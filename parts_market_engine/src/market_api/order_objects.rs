use pms_common::UsdCents;
use serde::{Deserialize, Serialize};

use crate::db_types::{EmailAddress, Order};

/// The orders belonging to one email, with the sum of their values. This is the shape returned by the
/// "my orders" endpoint.
#[derive(Debug, Clone, Serialize, Deserialize)]
pub struct OrderResult {
    pub email: EmailAddress,
    pub total_orders: UsdCents,
    pub orders: Vec<Order>,
}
___
→ Problem to work on
The full set of lines above should be retyped without a single change.

→ Answer to the problem
filename parts_market_engine/src/market_api/order_objects.rs
use pms_common::UsdCents;
use serde::{Deserialize, Serialize};

use crate::db_types::{EmailAddress, Order};

/// The orders belonging to one email, with the sum of their values. This is the shape returned by the
/// "my orders" endpoint.
#[derive(Debug, Clone, Serialize, Deserialize)]
pub struct OrderResult {
    pub email: EmailAddress,
    pub total_orders: UsdCents,
    pub orders: Vec<Order>,
}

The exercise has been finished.